Country fried pork chops with a creamy bacon gravy make the kind of comforting supper you will want to come home to whether it is a busy weeknight or a slow Sunday. Juicy pork coated in a crisp crust smothered with savory homemade gravy and a hint of smoky bacon is pure southern comfort on a plate.
The first time I made this, my kitchen smelled like a southern diner and my kids hovered at the stove until I spooned the first batch of gravy over their pork chops.

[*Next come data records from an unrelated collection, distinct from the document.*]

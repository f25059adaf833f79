//! Error types for the engine.

use thiserror::Error;

/// Errors raised before an operation reaches the store.
///
/// Operations that reference a missing item are not errors; the store
/// ignores them.
#[derive(Debug, Error)]
pub enum EngineError {
    #[error("Unknown item property: {0}")]
    UnknownProperty(String),
    #[error("Invalid value for property {key}: {reason}")]
    InvalidPropertyValue { key: String, reason: String },
    #[error("Unknown item type: {0}")]
    UnknownItemKind(String),
    #[error("Invalid color: {0}")]
    InvalidColor(String),
    #[error("Invalid configuration: {0}")]
    Config(#[from] serde_json::Error),
}

/// Result type for engine operations.
pub type EngineResult<T> = Result<T, EngineError>;

/// Errors from bulk JSON import and image import.
#[derive(Debug, Error)]
pub enum ImportError {
    /// The batch is not valid JSON; nothing was imported.
    #[error("Invalid JSON: {0}")]
    Parse(#[from] serde_json::Error),
    /// Reading the image resource failed; no item was created.
    #[error("Image read failed: {0}")]
    Image(String),
    #[error("Image {0} is empty")]
    EmptyImage(String),
}
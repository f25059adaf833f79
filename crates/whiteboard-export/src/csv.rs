//! CSV export: one row per item with its geometry and colors.

use whiteboard_core::{Item, Snapshot};

const HEADER: [&str; 8] = [
    "Type",
    "Position X",
    "Position Y",
    "Width",
    "Height",
    "Content",
    "Color",
    "Background Color",
];

/// Quote a cell, doubling embedded quotes.
fn quote(cell: &str) -> String {
    format!("\"{}\"", cell.replace('"', "\"\""))
}

fn row(item: &Item) -> [String; 8] {
    [
        item.kind.to_string(),
        item.position.x.to_string(),
        item.position.y.to_string(),
        item.size.width.to_string(),
        item.size.height.to_string(),
        item.content.clone().unwrap_or_default(),
        item.style.color.to_hex(),
        item.style.background_color.to_hex(),
    ]
}

/// Items in document order, every cell quoted.
pub fn to_csv(snapshot: &Snapshot) -> String {
    let header = HEADER.iter().map(|cell| quote(cell)).collect::<Vec<_>>().join(",");
    let rows = snapshot
        .items
        .iter()
        .map(|item| row(item).iter().map(|cell| quote(cell)).collect::<Vec<_>>().join(","));

    std::iter::once(header).chain(rows).collect::<Vec<_>>().join("\n")
}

Now they ask for this every time bacon goes on the grocery list.
Ingredients
- Pork chops: Look for 1/2 inch thick boneless or bone in chops for the juiciest result
- Buttermilk: Adds tenderness to the meat and helps the flour coating stick If using regular milk add a splash of vinegar to get similar tang
- All purpose flour: The base for the crispy crust sift before using for a light texture
- Garlic powder: Gives that savory depth choose a fresh jar for best flavor
- Onion powder: Adds a mellow sweetness check for clumps which mean it is fresh
- Smoked paprika: Lends a gentle smoky complexity Spanish varieties are best if you can find them
- Salt and black pepper: Boosts the flavor of both the chop and the gravy use freshly ground pepper for a big difference
- Vegetable oil: Choose a high smoke point oil for even frying and a non greasy crust
- Bacon: Thick cut bacon is great here since it yields big crunchy bits in the gravy
- Bacon drippings or butter: The fat base for your roux bacon drippings add extra porky flavor
- Milk: Whole milk brings creaminess and body to the gravy but use what you have on hand
- All purpose flour: Needed again to thicken the gravy make sure it is fresh so your gravy will not taste flat
Step by Step Instructions
- Prepare the Pork:
- Pat each pork chop completely dry with paper towels to help the coating stick Season well on both sides with salt and pepper letting it rest for a few minutes so the seasoning soaks in
- Mix Breading and Soak:
- Set out two wide shallow dishes Fill one with buttermilk The other receives flour garlic powder onion powder paprika salt and pepper mixed very well so there are no flavor clumps
- Dredge and Coat:
- Each chop dips into the buttermilk and then gets pressed all over into the seasoned flour Do not be shy about pressing the flour mixture into the meat Let the coated chops rest on a plate while the oil heats so the breading will not come off
- Fry the Pork:
- Heat a large heavy skillet with a shallow layer of oil over medium until shimmering Carefully slide in the chops without crowding Fry three to four minutes per side If frying in batches place fried chops on a wire rack to stay crisp
- Make Bacon Gravy:
- In the same skillet cook chopped bacon until crispy Remove bacon bits with a slotted spoon and reserve Pour off all but two tablespoons of the fat Sprinkle flour into the fat and whisk over medium low heat for about two minutes until just golden Slowly whisk in milk scraping the pan Add bacon bits back in Simmer until thick and bubbling Suppress the urge to rush this part or you will have lumpy gravy
- Serve:
- Lay pork chops on a platter and generously smother each with spoonfuls of bacon gravy Black pepper on top adds a bold kick

My favorite part has always been the crispy bacon bits in the gravy scooped over buttery mashed potatoes. It reminds me of my grandmother’s kitchen where bacon was always a treat and dinner meant everyone gathered around the table.
Storage Tips
Leftover pork chops stay crispest if stored uncovered in the fridge and reheated in a hot oven or air fryer. Keep bacon gravy in a separate airtight container and reheat over low heat with a little milk to loosen it. Finishing gravy and chops together avoids sogginess.
Ingredient Substitutions
If you do not have buttermilk use plain yogurt and a splash of water or regular milk mixed with vinegar for similar tenderness. For a lighter option turkey bacon and low fat milk still yield plenty of flavor.
Serving Suggestions
Serve these pork chops with fluffy mashed potatoes, classic buttermilk biscuits, or seasoned green beans. For a true southern spread add some pickled okra or coleslaw on the side.
Cultural Context
Country fried pork chops with gravy come straight from the soul food tradition deeply rooted in southern home kitchens. The technique borrows from old fashioned fried chicken batters and stretches a modest cut of pork into something special with humble ingredients given extra love.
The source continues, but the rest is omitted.